Description
tl;dr When we measure small things we have to remove all overheads which have impact. Wrapping with a method and block call is quite big overhead for most of benchmarks in this repository.
Suppose you want compare performance of "2 + 3" vs "2 * 3" calls. If you do it with a approach used in this repository you will get this results:
require "benchmark/ips"
def slow
2 * 2
end
def fast
2 + 2
end
Benchmark.ips do |x|
x.report("2 * 2") { slow }
x.report("2 + 2") { fast }
x.compare!
end
(simplified output)
Comparison:
2 + 2: 8304760.0 i/s
2 * 2: 7535516.6 i/s - 1.10x slower
But there is one problem. Calling a method + surrounding block ({ slow }
) has bigger overhead than calling Fixnum#+
or Fixnum#*
itself. Thea easiest way to observe it is to repeat benchmarked operations in one call. Like this:
require "benchmark/ips"
def slow
2*2; 2*2; 2*2; 2*2; 2*2; 2*2; 2*2; 2*2; 2*2; 2*2;
end
def fast
2+2; 2+2; 2+2; 2+2; 2+2; 2+2; 2+2; 2+2; 2+2; 2+2;
end
Benchmark.ips do |x|
x.report("2 * 2") { slow }
x.report("2 + 2") { fast }
x.compare!
end
Comparison:
2 + 2: 4680545.3 i/s
2 * 2: 3468681.3 i/s - 1.35x slower
See how results changed? Writing our benchmarks in this way would be quite problematic. Fortunately benchmark-ips gem has answer for that. Benchmark::IPS::Job#report
method allows to pass string which will be compiled before benchmark is run. Passing right string allows to measure it properly:
require "benchmark/ips"
Benchmark.ips do |x|
x.report("2 * 2", "2 * 2;" * 1_000)
x.report("2 + 2", "2 + 2;" * 1_000)
x.compare!
end
Comparison:
2 + 2: 91567.5 i/s
2 * 2: 57994.4 i/s - 1.58x slower
This is greatly explained here: https://docs.omniref.com/ruby/2.2.1/symbols/Benchmark/bm#annotation=4095926&line=182
How does this affect fast-ruby benchmarks? All benchmarks that call small things are flawed. One of them is Array#length vs Array#size vs Array#count
benchmark.
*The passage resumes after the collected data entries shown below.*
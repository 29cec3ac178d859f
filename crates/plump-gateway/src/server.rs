//! Bridge HTTP server lifecycle management.
//!
//! Provides [`start_server`] which binds the configured address, starts
//! the idle-session reaper and serves requests until the shutdown future
//! resolves.

use std::future::Future;
use std::net::SocketAddr;
use std::sync::Arc;

use tokio::net::TcpListener;
use tracing::info;

use crate::router::build_router;
use crate::state::AppState;

/// Start the bridge HTTP server.
///
/// Returns `Ok(())` once `shutdown` resolves and in-flight requests have
/// drained. Every live session is closed on the way out.
///
/// # Errors
///
/// Returns an error if the TCP listener cannot bind or the server
/// encounters a fatal I/O error.
pub async fn start_server<F>(state: Arc<AppState>, shutdown: F) -> Result<(), ServerError>
where
    F: Future<Output = ()> + Send + 'static,
{
    let settings = &state.config.server;
    let addr: SocketAddr = format!("{}:{}", settings.host, settings.port)
        .parse()
        .map_err(|e| ServerError::Bind(format!("invalid address: {e}")))?;

    let listener = TcpListener::bind(addr)
        .await
        .map_err(|e| ServerError::Bind(format!("bind failed on {addr}: {e}")))?;

    info!(
        %addr,
        upstream = %state.config.upstream.address(),
        "Bridge server listening"
    );

    serve(listener, state, shutdown).await
}

/// Serve on an already bound listener.
///
/// # Errors
///
/// Returns an error if the server encounters a fatal I/O error.
pub async fn serve<F>(
    listener: TcpListener,
    state: Arc<AppState>,
    shutdown: F,
) -> Result<(), ServerError>
where
    F: Future<Output = ()> + Send + 'static,
{
    let registry = Arc::clone(&state.registry);
    let reaper = registry.spawn_reaper(state.config.sessions.idle_ttl());

    // Event streams never end on their own; release them so graceful
    // shutdown can drain.
    let signal_state = Arc::clone(&state);
    let shutdown = async move {
        shutdown.await;
        info!("Shutdown requested, closing event streams");
        signal_state.begin_shutdown();
    };

    let router = build_router(state);
    let result = axum::serve(listener, router)
        .with_graceful_shutdown(shutdown)
        .await
        .map_err(|e| ServerError::Serve(format!("serve error: {e}")));

    reaper.abort();
    let open = registry.close_all();
    info!(sessions_closed = open, "Bridge server stopped");

    result
}

/// Errors that can occur when starting or running the bridge server.
#[derive(Debug, thiserror::Error)]
pub enum ServerError {
    /// Failed to bind to the network address.
    #[error("bind error: {0}")]
    Bind(String),

    /// The server encountered a fatal error while serving.
    #[error("serve error: {0}")]
    Serve(String),
}
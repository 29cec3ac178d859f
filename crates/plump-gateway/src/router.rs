//! Axum router construction for the bridge.
//!
//! Assembles the event stream, command endpoints and optional static
//! front end into a single [`Router`].

use std::sync::Arc;

use axum::routing::{get, post};
use axum::Router;
use tower_http::cors::{Any, CorsLayer};
use tower_http::services::ServeDir;
use tower_http::trace::TraceLayer;

use crate::handlers;
use crate::sse;
use crate::state::AppState;

/// Build the complete Axum router.
///
/// The router includes:
/// - `GET /api/events` -- SSE stream of game messages
/// - `POST /api/join` -- connect to the game server
/// - `POST /api/guess` -- send a guess
/// - `POST /api/play` -- play a card
/// - `GET /health` -- liveness probe
///
/// Any other path is served from `server.static_dir` when configured.
pub fn build_router(state: Arc<AppState>) -> Router {
    let cors = CorsLayer::new()
        .allow_origin(Any)
        .allow_methods(Any)
        .allow_headers(Any);

    let mut router = Router::new()
        .route("/api/events", get(sse::events))
        .route("/api/join", post(handlers::join))
        .route("/api/guess", post(handlers::guess))
        .route("/api/play", post(handlers::play))
        .route("/health", get(handlers::health));

    if let Some(dir) = &state.config.server.static_dir {
        router = router.fallback_service(ServeDir::new(dir));
    }

    router
        .layer(cors)
        .layer(TraceLayer::new_for_http())
        .with_state(state)
}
Here is the original code and result obtained on my computer:
require 'benchmark/ips'
ARRAY = [*1..100]
Benchmark.ips do |x|
x.report("Array#length") { ARRAY.length }
x.report("Array#size") { ARRAY.size }
x.report("Array#count") { ARRAY.count }
x.compare!
end
Comparison:
Array#size: 8679483.2 i/s
Array#length: 8664450.7 i/s - 1.00x slower
Array#count: 7237299.5 i/s - 1.20x slower
The same benchmark measure with described approach gives different numbers:
require 'benchmark/ips'
ARRAY = [*1..100]
Benchmark.ips do |x|
x.report("Array#length", "ARRAY.length;" * 1_000)
x.report("Array#size", "ARRAY.size;" * 1_000)
x.report("Array#count", "ARRAY.count;" * 1_000)
x.compare!
end
Comparison:
Array#size: 113902.4 i/s
Array#length: 113655.9 i/s - 1.00x slower
Array#count: 28753.4 i/s - 3.96x slower
Difference: 1.20x slower vs 3.96x slower.
My guess is that it affects most of benchmarks.